A light paint color can breathe new life into old wall paneling.

Dark wood wall paneling sure had its heyday, and it surely is over! Wall paneling can be tricky to update, and whether you can resurface it by filling in the grooves depends on if your paneling is solid wood or plywood.

Here are some tips and suggestions for how to update wall paneling in your home.

Solid Wood Paneling

Unfinished solid wood, beadboard paneling.

Solid wood paneling.

If your paneling is solid wood made from individual, tongue-and-groove or V-groove boards, don’t try filling in the grooves, since it will tend to crack and fall out as the wood shrinks and expands with the seasons.

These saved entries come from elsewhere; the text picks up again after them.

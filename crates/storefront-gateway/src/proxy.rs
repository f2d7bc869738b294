use actix_web::http::StatusCode;
use actix_web::web::Bytes;
use actix_web::{HttpRequest, HttpResponse};
use serde_json::Value;

use crate::error::GatewayError;

/// Response headers owned by the gateway's CORS stage. Upstream copies are
/// dropped so clients never see duplicate or contradictory CORS headers.
const CORS_RESPONSE_HEADERS: &[&str] = &[
    "access-control-allow-origin",
    "access-control-allow-methods",
    "access-control-allow-headers",
    "access-control-expose-headers",
    "access-control-allow-credentials",
    "access-control-max-age",
];

/// Proxy an HTTP request to the target URL, passing the body through
/// byte-for-byte.
///
/// Every inbound header except `Host` is forwarded; every response header
/// except the CORS set is copied back along with the upstream status code.
pub async fn forward_request(
    client: &reqwest::Client,
    original_req: &HttpRequest,
    target_url: &str,
    body: Bytes,
) -> Result<HttpResponse, GatewayError> {
    let method = reqwest::Method::from_bytes(original_req.method().as_str().as_bytes())
        .map_err(|_| {
            GatewayError::Internal(format!(
                "unsupported HTTP method: {}",
                original_req.method()
            ))
        })?;

    let mut request_builder = client.request(method, target_url);

    // Copy headers from the original request (except Host)
    for (name, value) in original_req.headers() {
        if name.as_str().eq_ignore_ascii_case("host") {
            continue;
        }
        request_builder = request_builder.header(name.as_str(), value.as_bytes());
    }

    if !body.is_empty() {
        request_builder = request_builder.body(body.to_vec());
    }

    let response = request_builder.send().await.map_err(|e| {
        tracing::error!(target_url = %target_url, error = %e, "proxy request failed");
        GatewayError::Upstream("Failed to reach upstream service".to_string())
    })?;

    let status = StatusCode::from_u16(response.status().as_u16()).unwrap_or(StatusCode::OK);
    let headers = response.headers().clone();

    let body = response.bytes().await.map_err(|e| {
        tracing::error!(target_url = %target_url, error = %e, "failed to read proxy response body");
        GatewayError::Upstream("Failed to read upstream response".to_string())
    })?;

    let mut builder = HttpResponse::build(status);
    for (name, value) in headers.iter() {
        if CORS_RESPONSE_HEADERS.contains(&name.as_str()) {
            continue;
        }
        builder.append_header((name.as_str(), value.as_bytes()));
    }

    Ok(builder.body(body))
}

/// Call a backend with a fixed method and path on behalf of a facade
/// endpoint, decoding the response as JSON.
///
/// Non-GET calls are sent as `application/json` even when the body is empty.
/// A body that fails to decode yields `Value::Null` rather than an error; the
/// facade shaping layer degrades gracefully on missing fields.
pub async fn call_backend_json(
    client: &reqwest::Client,
    method: reqwest::Method,
    target_url: &str,
    body: Option<Vec<u8>>,
) -> Result<(StatusCode, Value), GatewayError> {
    let mut request_builder = client.request(method.clone(), target_url);

    if method != reqwest::Method::GET {
        request_builder = request_builder.header("Content-Type", "application/json");
    }
    if let Some(body) = body {
        request_builder = request_builder.body(body);
    }

    let response = request_builder.send().await.map_err(|e| {
        tracing::error!(target_url = %target_url, error = %e, "backend API request failed");
        GatewayError::Upstream("Failed to connect to backend API".to_string())
    })?;

    let status = StatusCode::from_u16(response.status().as_u16()).unwrap_or(StatusCode::OK);
    let payload = response.json::<Value>().await.unwrap_or(Value::Null);

    Ok((status, payload))
}

#[cfg(test)]
mod tests {
    use super::*;

    #[test]
    fn test_cors_response_headers_list() {
        assert!(CORS_RESPONSE_HEADERS.contains(&"access-control-allow-origin"));
        assert!(CORS_RESPONSE_HEADERS.contains(&"access-control-max-age"));
        assert!(!CORS_RESPONSE_HEADERS.contains(&"content-type"));
        assert!(!CORS_RESPONSE_HEADERS.contains(&"content-range"));
    }
}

To give solid wood paneling a new look, either lightly sand and paint the wood or remove the boards and replace with drywall. If the paneling is knotty pine, be sure to use a stain blocking, oil or shellac based primer to help prevent the resin in the wood from bleeding through the paint.

Plywood Paneling

If the paneling is the thin plywood variety that was popular in the 1970s, you have a few more options:

Sanding a glossy finish on plywood paneling

The glossy finish on plywood paneling has to be sanded before finishing.

Painting Plywood Paneling

You’d be surprised how far a nice, light paint color can go in updating the look of wall paneling. If your paneling flexes or gives when you push on it, painting is probably your only solution, since filling the grooves will tend to pop loose over time.

To paint plywood paneling:

    Can of paint primer with brush

    Don't forget the primer!

  • Step #1. Sand Paneling: Most plywood paneling has a slick finish that prevents paint from adhering well. So before you start, sand the entire surface with medium (120 grit) sandpaper to remove the gloss.
  • Step #2: Prime Paneling: Next, apply a high quality primer and allow it to dry. If there are any problems with the primer not sticking, resand and correct it now, because it’ll only get worse!
  • Step #3: Paint Paneling: Finally, apply at least two coats of latex wall paint. The finished wall will still have grooves, but they will be much less noticeable, and the overall look will be dramatically improved.

Resurfacing Plywood Paneling

If the plywood paneling is rigid and doesn’t flex when you push on it, you may be able to fill in the grooves with drywall joint compound before painting to give a smooth surface.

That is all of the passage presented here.